#### TASK STATEMENT:
Every line from the start of the listing below through the line that contains "use std::path::Path;" is to be reproduced word for word.

Content starts

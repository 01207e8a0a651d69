//! Text segmentation for ingestion.
//!
//! Two policies, chosen by file type:
//!
//! - **Prose** (markdown): split on heading lines, keeping the heading as
//!   section context. A section whose body is shorter than `chunk_size` is one
//!   chunk; a longer one is packed paragraph by paragraph (`\n\n` boundaries)
//!   into buffers that stay within `chunk_size`. Each chunk is prefixed with
//!   `File: <name>\nSection: <heading>[ (Continued)]\n\n`.
//! - **Code**: a sliding window of `chunk_size` bytes advancing by
//!   `window length - code_overlap`. A window that is not the last one is cut
//!   back to its last newline when that newline lies past `min_cut_ratio` of
//!   the window, so statements are not split mid-line. Each chunk is prefixed
//!   with `File: <name> (<Language> Code)\n\n`.
//!
//! Both policies are deterministic, and empty input yields no chunks.
//!
//! # Example
//!
//! ```rust
//! use ragbench::chunk::Chunker;
//! use ragbench::models::ChunkKind;
//!
//! let chunker = Chunker::new(1500, 200, 0.7);
//! let chunks = chunker.chunk("# Intro\nShort text.", "intro.md", ChunkKind::Doc);
//! assert_eq!(chunks, vec!["File: intro.md\nSection: Intro\n\nShort text.".to_string()]);
//! ```

use std::ops::Range;
use std::path::Path;
use std::sync::OnceLock;

use regex::Regex;

use crate::config::ChunkingConfig;
use crate::models::{Chunk, ChunkKind, Collection};

/// Section name used for text that precedes the first heading.
const DEFAULT_SECTION: &str = "Introduction";

fn heading_regex() -> &'static Regex {
    static RE: OnceLock<Regex> = OnceLock::new();
    RE.get_or_init(|| Regex::new(r"(?m)^#+ .*$").expect("heading pattern is valid"))
}

/// Splits documents according to their [`ChunkKind`].
#[derive(Debug, Clone)]
pub struct Chunker {
    chunk_size: usize,
    overlap: usize,
    min_cut_ratio: f64,
}

impl Chunker {
    pub fn new(chunk_size: usize, overlap: usize, min_cut_ratio: f64) -> Self {
        Self {
            chunk_size: chunk_size.max(1),
            overlap,
            min_cut_ratio,
        }
    }

    pub fn from_config(config: &ChunkingConfig) -> Self {
        Self::new(config.chunk_size, config.code_overlap, config.min_cut_ratio)
    }

    /// Chunk contents for one document, in order.
    pub fn chunk(&self, text: &str, filename: &str, kind: ChunkKind) -> Vec<String> {
        match kind {
            ChunkKind::Doc => self.chunk_prose(text, filename),
            ChunkKind::Code => self.chunk_code(text, filename),
        }
    }

    /// Like [`chunk`](Self::chunk), wrapped into [`Chunk`] records for `collection`.
    pub fn chunk_document(
        &self,
        text: &str,
        filename: &str,
        kind: ChunkKind,
        collection: Collection,
    ) -> Vec<Chunk> {
        self.chunk(text, filename, kind)
            .into_iter()
            .enumerate()
            .map(|(chunk_index, content)| Chunk {
                content,
                filename: filename.to_string(),
                chunk_index,
                kind,
                collection,
            })
            .collect()
    }

    fn chunk_prose(&self, text: &str, filename: &str) -> Vec<String> {
        let text = normalize_newlines(text);
        let mut chunks = Vec::new();

        for section in split_sections(&text) {
            let body = section.body.trim();
            if body.is_empty() {
                continue;
            }

            if section.body.len() < self.chunk_size {
                chunks.push(format!(
                    "File: {}\nSection: {}\n\n{}",
                    filename, section.heading, body
                ));
            } else {
                for packed in pack_paragraphs(section.body, self.chunk_size) {
                    chunks.push(format!(
                        "File: {}\nSection: {} (Continued)\n\n{}",
                        filename, section.heading, packed
                    ));
                }
            }
        }

        chunks
    }

    fn chunk_code(&self, text: &str, filename: &str) -> Vec<String> {
        let text = normalize_newlines(text);
        let prefix = format!("File: {} ({} Code)\n\n", filename, language_label(filename));

        self.window_spans(&text)
            .into_iter()
            .map(|span| format!("{}{}", prefix, &text[span]))
            .collect()
    }

    /// Byte ranges of the code windows over `text`.
    ///
    /// Consecutive ranges overlap by exactly `overlap` bytes (adjusted to char
    /// boundaries for non-ASCII input) and the last range always ends at
    /// `text.len()`.
    pub fn window_spans(&self, text: &str) -> Vec<Range<usize>> {
        let len = text.len();
        let mut spans = Vec::new();
        let mut start = 0usize;

        while start < len {
            let mut end = floor_char_boundary(text, (start + self.chunk_size).min(len));
            if end <= start {
                end = next_char_boundary(text, start);
            }

            if end < len {
                if let Some(newline) = text[start..end].rfind('\n') {
                    if newline as f64 > self.chunk_size as f64 * self.min_cut_ratio {
                        end = start + newline;
                    }
                }
            }

            spans.push(start..end);

            if end >= len {
                break;
            }

            let step = (end - start).saturating_sub(self.overlap).max(1);
            let next = floor_char_boundary(text, start + step);
            start = if next > start {
                next
            } else {
                next_char_boundary(text, start)
            };
        }

        spans
    }
}

/// Decide the chunking policy for a file from its extension.
///
/// Returns `None` for files that are neither documentation nor code.
pub fn detect_kind(path: &Path, config: &ChunkingConfig) -> Option<ChunkKind> {
    let ext = path.extension()?.to_str()?.to_ascii_lowercase();
    if config.code_extensions.iter().any(|e| e.eq_ignore_ascii_case(&ext)) {
        Some(ChunkKind::Code)
    } else if config.doc_extensions.iter().any(|e| e.eq_ignore_ascii_case(&ext)) {
        Some(ChunkKind::Doc)
    } else {
        None
    }
}

struct Section<'a> {
    heading: String,
    body: &'a str,
}

fn split_sections(text: &str) -> Vec<Section<'_>> {
    let mut sections = Vec::new();
    let mut heading = DEFAULT_SECTION.to_string();
    let mut cursor = 0;

    for m in heading_regex().find_iter(text) {
        sections.push(Section {
            heading: std::mem::replace(&mut heading, clean_heading(m.as_str())),
            body: &text[cursor..m.start()],
        });
        cursor = m.end();
    }

    sections.push(Section {
        heading,
        body: &text[cursor..],
    });

    sections
}

fn clean_heading(line: &str) -> String {
    line.trim().trim_start_matches('#').trim().to_string()
}

/// Greedy paragraph packing.
///
/// Blank paragraphs are skipped. A single paragraph longer than `max_len`
/// becomes its own buffer rather than being split.
fn pack_paragraphs(body: &str, max_len: usize) -> Vec<String> {
    let mut packed = Vec::new();
    let mut buf = String::new();

    for para in body.split("\n\n").map(str::trim).filter(|p| !p.is_empty()) {
        if !buf.is_empty() && buf.len() + 2 + para.len() > max_len {
            packed.push(std::mem::take(&mut buf));
        }
        if !buf.is_empty() {
            buf.push_str("\n\n");
        }
        buf.push_str(para);
    }

    if !buf.is_empty() {
        packed.push(buf);
    }

    packed
}

fn normalize_newlines(text: &str) -> String {
    text.replace("\r\n", "\n").replace('\r', "\n")
}

fn language_label(filename: &str) -> &'static str {
    let ext = Path::new(filename)
        .extension()
        .and_then(|e| e.to_str())
        .map(str::to_ascii_lowercase)
        .unwrap_or_default();
    match ext.as_str() {
        "php" => "PHP",
        "rs" => "Rust",
        "py" => "Python",
        "js" | "mjs" => "JavaScript",
        "ts" => "TypeScript",
        "go" => "Go",
        "java" => "Java",
        _ => "Source",
    }
}

fn floor_char_boundary(s: &str, index: usize) -> usize {
    if index >= s.len() {
        return s.len();
    }
    let mut i = index;
    while i > 0 && !s.is_char_boundary(i) {
        i -= 1;
    }
    i
}

fn next_char_boundary(s: &str, index: usize) -> usize {
    s[index..]
        .char_indices()
        .nth(1)
        .map(|(i, _)| index + i)
        .unwrap_or(s.len())
}

#[cfg(test)]
mod tests {
    use super::*;

    fn chunker() -> Chunker {
        Chunker::new(1500, 200, 0.7)
    }

    /// Strip the `File:`/`Section:` header a prose chunk carries.
    fn body(chunk: &str) -> &str {
        chunk.split_once("\n\n").map(|(_, b)| b).unwrap_or("")
    }

    #[test]
    fn short_markdown_is_one_chunk() {
        let chunks = chunker().chunk("# Intro\nShort text.", "intro.md", ChunkKind::Doc);
        assert_eq!(chunks.len(), 1);
        assert!(chunks[0].starts_with("File: intro.md\nSection: Intro\n\n"));
        assert_eq!(body(&chunks[0]), "Short text.");
    }

    #[test]
    fn empty_input_yields_nothing() {
        assert!(chunker().chunk("", "a.md", ChunkKind::Doc).is_empty());
        assert!(chunker().chunk("", "a.php", ChunkKind::Code).is_empty());
        assert!(chunker().chunk("\n\n  \n", "a.md", ChunkKind::Doc).is_empty());
    }

    #[test]
    fn text_before_first_heading_is_introduction() {
        let text = "Preamble line.\n\n## Install\nRun it.";
        let chunks = chunker().chunk(text, "guide.md", ChunkKind::Doc);
        assert_eq!(chunks.len(), 2);
        assert!(chunks[0].contains("Section: Introduction\n"));
        assert_eq!(body(&chunks[0]), "Preamble line.");
        assert!(chunks[1].contains("Section: Install\n"));
        assert_eq!(body(&chunks[1]), "Run it.");
    }

    #[test]
    fn heading_without_body_is_skipped() {
        let text = "# Title\n## Sub\nContent here.";
        let chunks = chunker().chunk(text, "a.md", ChunkKind::Doc);
        assert_eq!(chunks.len(), 1);
        assert!(chunks[0].contains("Section: Sub\n"));
    }

    #[test]
    fn long_section_is_packed_by_paragraph() {
        let small = Chunker::new(60, 10, 0.7);
        let paragraphs: Vec<String> = (0..8)
            .map(|i| format!("Paragraph {} has some words.", i))
            .collect();
        let text = format!("# Big\n{}", paragraphs.join("\n\n"));
        let chunks = small.chunk(&text, "big.md", ChunkKind::Doc);

        assert!(chunks.len() > 1);
        for c in &chunks {
            assert!(c.contains("Section: Big (Continued)\n"));
            assert!(body(c).len() <= 60, "packed body too long: {:?}", body(c));
        }
    }

    #[test]
    fn packing_keeps_every_paragraph_in_order() {
        let small = Chunker::new(80, 10, 0.7);
        let paragraphs: Vec<String> = (0..25)
            .map(|i| format!("Sentence number {} about serialization groups.", i))
            .collect();
        let text = paragraphs.join("\n\n");
        let chunks = small.chunk(&text, "doc.md", ChunkKind::Doc);

        let rebuilt: Vec<String> = chunks
            .iter()
            .flat_map(|c| body(c).split("\n\n").map(str::to_string).collect::<Vec<_>>())
            .collect();
        assert_eq!(rebuilt, paragraphs);
    }

    #[test]
    fn oversized_paragraph_is_kept_whole() {
        let small = Chunker::new(20, 5, 0.7);
        let long = "x".repeat(50);
        let text = format!("short\n\n{}\n\ntail", long);
        let chunks = small.chunk(&text, "a.md", ChunkKind::Doc);
        let bodies: Vec<&str> = chunks.iter().map(|c| body(c)).collect();
        assert_eq!(bodies, vec!["short", long.as_str(), "tail"]);
    }

    #[test]
    fn code_below_window_is_one_chunk() {
        let chunks = chunker().chunk("<?php\necho 1;\n", "Foo.php", ChunkKind::Code);
        assert_eq!(chunks, vec!["File: Foo.php (PHP Code)\n\n<?php\necho 1;\n".to_string()]);
    }

    #[test]
    fn code_windows_overlap_and_cover_input() {
        let text: String = (0..400).map(|i| format!("$x{} = {};\n", i, i)).collect();
        let chunker = chunker();
        let spans = chunker.window_spans(&text);

        assert!(spans.len() > 1);
        assert_eq!(spans[0].start, 0);
        assert_eq!(spans.last().unwrap().end, text.len());
        for pair in spans.windows(2) {
            assert_eq!(pair[1].start, pair[0].end - 200, "overlap mismatch");
        }
    }

    #[test]
    fn code_window_cuts_at_late_newline() {
        let text: String = (0..300).map(|i| format!("line {:04}\n", i)).collect();
        let spans = chunker().window_spans(&text);
        let first = &text[spans[0].clone()];
        assert!(first.len() > 1050 && first.len() <= 1500);
        assert!(text[first.len()..].starts_with('\n'));
    }

    #[test]
    fn code_window_ignores_early_newline() {
        let text = format!("head\n{}", "y".repeat(3000));
        let spans = chunker().window_spans(&text);
        assert_eq!(spans[0], 0..1500);
    }

    #[test]
    fn tiny_window_still_progresses() {
        let tiny = Chunker::new(4, 10, 0.7);
        let text = "abcdefghij";
        let spans = tiny.window_spans(text);
        assert_eq!(spans.last().unwrap().end, text.len());
        for pair in spans.windows(2) {
            assert!(pair[1].start > pair[0].start);
        }
    }

    #[test]
    fn tail_shorter_than_window_is_emitted_once() {
        let text = "a".repeat(1600);
        let spans = chunker().window_spans(&text);
        assert_eq!(spans, vec![0..1500, 1300..1600]);
    }

    #[test]
    fn multibyte_text_never_splits_a_char() {
        let text = "é".repeat(1200);
        let chunks = chunker().chunk(&text, "accents.php", ChunkKind::Code);
        assert!(chunks.len() > 1);
        for c in &chunks {
            assert!(c.contains('é'));
        }
    }

    #[test]
    fn crlf_is_normalized() {
        let chunks = chunker().chunk("# A\r\nline one\r\n", "a.md", ChunkKind::Doc);
        assert_eq!(body(&chunks[0]), "line one");
        assert!(!chunks[0].contains('\r'));
    }

    #[test]
    fn deterministic_chunking() {
        let text = "# A\nalpha\n\n# B\nbeta\n\ngamma";
        let a = chunker().chunk(text, "x.md", ChunkKind::Doc);
        let b = chunker().chunk(text, "x.md", ChunkKind::Doc);
        assert_eq!(a, b);
    }

    #[test]
    fn detect_kind_by_extension() {
        let cfg = ChunkingConfig::default();
        assert_eq!(detect_kind(Path::new("a/B.php"), &cfg), Some(ChunkKind::Code));
        assert_eq!(detect_kind(Path::new("guide.MD"), &cfg), Some(ChunkKind::Doc));
        assert_eq!(detect_kind(Path::new("page.mdx"), &cfg), Some(ChunkKind::Doc));
        assert_eq!(detect_kind(Path::new("image.png"), &cfg), None);
        assert_eq!(detect_kind(Path::new("Makefile"), &cfg), None);
    }

    #[test]
    fn chunk_document_assigns_indices() {
        let text = "# A\none\n\n# B\ntwo\n\n# C\nthree";
        let chunks = chunker().chunk_document(text, "x.md", ChunkKind::Doc, Collection::Docs);
        let indices: Vec<usize> = chunks.iter().map(|c| c.chunk_index).collect();
        assert_eq!(indices, vec![0, 1, 2]);
        assert!(chunks.iter().all(|c| c.collection == Collection::Docs));
    }
}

Content ends

#### RESPONSE TO THE EXERCISE:
repository 01207e8a0a651d69
//! Text segmentation for ingestion.
//!
//! Two policies, chosen by file type:
//!
//! - **Prose** (markdown): split on heading lines, keeping the heading as
//!   section context. A section whose body is shorter than `chunk_size` is one
//!   chunk; a longer one is packed paragraph by paragraph (`\n\n` boundaries)
//!   into buffers that stay within `chunk_size`. Each chunk is prefixed with
//!   `File: <name>\nSection: <heading>[ (Continued)]\n\n`.
//! - **Code**: a sliding window of `chunk_size` bytes advancing by
//!   `window length - code_overlap`. A window that is not the last one is cut
//!   back to its last newline when that newline lies past `min_cut_ratio` of
//!   the window, so statements are not split mid-line. Each chunk is prefixed
//!   with `File: <name> (<Language> Code)\n\n`.
//!
//! Both policies are deterministic, and empty input yields no chunks.
//!
//! # Example
//!
//! ```rust
//! use ragbench::chunk::Chunker;
//! use ragbench::models::ChunkKind;
//!
//! let chunker = Chunker::new(1500, 200, 0.7);
//! let chunks = chunker.chunk("# Intro\nShort text.", "intro.md", ChunkKind::Doc);
//! assert_eq!(chunks, vec!["File: intro.md\nSection: Intro\n\nShort text.".to_string()]);
//! ```

use std::ops::Range;
use std::path::Path;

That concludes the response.